- Opening Delimiter -

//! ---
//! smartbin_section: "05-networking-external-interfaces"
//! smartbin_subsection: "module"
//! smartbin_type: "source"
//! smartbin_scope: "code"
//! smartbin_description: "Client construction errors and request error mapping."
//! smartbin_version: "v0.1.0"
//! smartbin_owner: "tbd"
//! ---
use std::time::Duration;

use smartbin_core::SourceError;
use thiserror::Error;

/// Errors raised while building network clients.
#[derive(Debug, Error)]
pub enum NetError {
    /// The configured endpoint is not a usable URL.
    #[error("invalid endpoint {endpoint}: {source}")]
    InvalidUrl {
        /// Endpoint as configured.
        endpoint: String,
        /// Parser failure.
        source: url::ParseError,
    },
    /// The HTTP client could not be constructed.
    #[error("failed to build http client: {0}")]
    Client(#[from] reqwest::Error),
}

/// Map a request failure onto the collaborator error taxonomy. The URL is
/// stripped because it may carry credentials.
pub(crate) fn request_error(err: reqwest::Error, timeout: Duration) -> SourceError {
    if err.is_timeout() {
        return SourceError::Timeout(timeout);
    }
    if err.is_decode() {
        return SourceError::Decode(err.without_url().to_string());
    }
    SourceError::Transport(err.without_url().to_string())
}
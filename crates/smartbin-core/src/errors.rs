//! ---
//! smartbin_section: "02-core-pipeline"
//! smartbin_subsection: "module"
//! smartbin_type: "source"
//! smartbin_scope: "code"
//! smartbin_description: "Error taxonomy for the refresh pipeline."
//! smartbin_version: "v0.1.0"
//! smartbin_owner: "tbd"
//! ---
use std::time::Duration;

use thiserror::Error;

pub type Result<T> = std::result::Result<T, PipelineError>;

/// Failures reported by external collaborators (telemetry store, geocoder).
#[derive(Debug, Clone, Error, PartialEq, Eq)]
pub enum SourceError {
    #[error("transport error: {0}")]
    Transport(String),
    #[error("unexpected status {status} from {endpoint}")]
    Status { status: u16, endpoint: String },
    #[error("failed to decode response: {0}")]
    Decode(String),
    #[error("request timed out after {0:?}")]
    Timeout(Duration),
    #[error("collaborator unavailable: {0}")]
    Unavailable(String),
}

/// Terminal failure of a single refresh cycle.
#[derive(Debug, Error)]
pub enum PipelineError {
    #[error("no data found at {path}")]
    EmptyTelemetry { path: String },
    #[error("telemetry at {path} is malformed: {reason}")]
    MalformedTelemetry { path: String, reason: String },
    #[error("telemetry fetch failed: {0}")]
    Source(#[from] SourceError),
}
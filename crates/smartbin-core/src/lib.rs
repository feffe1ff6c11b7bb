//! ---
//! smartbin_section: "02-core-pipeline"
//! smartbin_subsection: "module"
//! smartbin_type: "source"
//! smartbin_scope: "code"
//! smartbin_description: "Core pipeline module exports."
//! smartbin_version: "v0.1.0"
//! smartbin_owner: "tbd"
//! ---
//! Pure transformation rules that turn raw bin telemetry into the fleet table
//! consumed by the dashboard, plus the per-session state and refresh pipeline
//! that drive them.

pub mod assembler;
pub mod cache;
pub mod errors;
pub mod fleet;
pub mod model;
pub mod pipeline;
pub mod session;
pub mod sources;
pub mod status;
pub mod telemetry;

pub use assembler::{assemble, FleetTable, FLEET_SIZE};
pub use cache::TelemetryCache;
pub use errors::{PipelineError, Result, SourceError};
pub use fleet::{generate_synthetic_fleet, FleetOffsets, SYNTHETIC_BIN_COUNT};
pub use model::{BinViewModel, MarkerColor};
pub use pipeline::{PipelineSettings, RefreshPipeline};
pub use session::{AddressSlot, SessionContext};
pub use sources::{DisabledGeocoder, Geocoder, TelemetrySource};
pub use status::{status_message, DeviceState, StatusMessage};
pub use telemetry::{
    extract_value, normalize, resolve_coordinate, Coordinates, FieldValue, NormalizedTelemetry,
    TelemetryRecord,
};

- Closing Delimiter -

• [What is needed] Answer by repeating every line of the listing exactly.

• [Answer below]
//! ---
//! smartbin_section: "05-networking-external-interfaces"
//! smartbin_subsection: "module"
//! smartbin_type: "source"
//! smartbin_scope: "code"
//! smartbin_description: "Client construction errors and request error mapping."
//! smartbin_version: "v0.1.0"
//! smartbin_owner: "tbd"
//! ---
use std::time::Duration;

use smartbin_core::SourceError;
use thiserror::Error;

/// Errors raised while building network clients.
#[derive(Debug, Error)]
pub enum NetError {
    /// The configured endpoint is not a usable URL.
    #[error("invalid endpoint {endpoint}: {source}")]
    InvalidUrl {
        /// Endpoint as configured.
        endpoint: String,
        /// Parser failure.
        source: url::ParseError,
    },
    /// The HTTP client could not be constructed.
    #[error("failed to build http client: {0}")]
    Client(#[from] reqwest::Error),
}

/// Map a request failure onto the collaborator error taxonomy. The URL is
/// stripped because it may carry credentials.
pub(crate) fn request_error(err: reqwest::Error, timeout: Duration) -> SourceError {
    if err.is_timeout() {
        return SourceError::Timeout(timeout);
    }
    if err.is_decode() {
        return SourceError::Decode(err.without_url().to_string());
    }
    SourceError::Transport(err.without_url().to_string())
}
filename crates/smartbin-core/src/errors.rs
//! ---
//! smartbin_section: "02-core-pipeline"
//! smartbin_subsection: "module"
//! smartbin_type: "source"
//! smartbin_scope: "code"
//! smartbin_description: "Error taxonomy for the refresh pipeline."
//! smartbin_version: "v0.1.0"
//! smartbin_owner: "tbd"
//! ---
use std::time::Duration;

use thiserror::Error;

pub type Result<T> = std::result::Result<T, PipelineError>;

/// Failures reported by external collaborators (telemetry store, geocoder).
#[derive(Debug, Clone, Error, PartialEq, Eq)]
pub enum SourceError {
    #[error("transport error: {0}")]
    Transport(String),
    #[error("unexpected status {status} from {endpoint}")]
    Status { status: u16, endpoint: String },
    #[error("failed to decode response: {0}")]
    Decode(String),
    #[error("request timed out after {0:?}")]
    Timeout(Duration),
    #[error("collaborator unavailable: {0}")]
    Unavailable(String),
}

/// Terminal failure of a single refresh cycle.
#[derive(Debug, Error)]
pub enum PipelineError {
    #[error("no data found at {path}")]
    EmptyTelemetry { path: String },
    #[error("telemetry at {path} is malformed: {reason}")]
    MalformedTelemetry { path: String, reason: String },
    #[error("telemetry fetch failed: {0}")]
    Source(#[from] SourceError),
}
filename crates/smartbin-core/src/lib.rs
repository feffe1ff6c11b7bb
//! ---
//! smartbin_section: "02-core-pipeline"
//! smartbin_subsection: "module"
//! smartbin_type: "source"
//! smartbin_scope: "code"
//! smartbin_description: "Core pipeline module exports."
//! smartbin_version: "v0.1.0"
//! smartbin_owner: "tbd"
//! ---
//! Pure transformation rules that turn raw bin telemetry into the fleet table
//! consumed by the dashboard, plus the per-session state and refresh pipeline
//! that drive them.

pub mod assembler;
pub mod cache;
pub mod errors;
pub mod fleet;
pub mod model;
pub mod pipeline;
pub mod session;
pub mod sources;
pub mod status;
pub mod telemetry;

pub use assembler::{assemble, FleetTable, FLEET_SIZE};
pub use cache::TelemetryCache;
pub use errors::{PipelineError, Result, SourceError};
pub use fleet::{generate_synthetic_fleet, FleetOffsets, SYNTHETIC_BIN_COUNT};
pub use model::{BinViewModel, MarkerColor};
pub use pipeline::{PipelineSettings, RefreshPipeline};
pub use session::{AddressSlot, SessionContext};
pub use sources::{DisabledGeocoder, Geocoder, TelemetrySource};
pub use status::{status_message, DeviceState, StatusMessage};
pub use telemetry::{
    extract_value, normalize, resolve_coordinate, Coordinates, FieldValue, NormalizedTelemetry,
    TelemetryRecord,
};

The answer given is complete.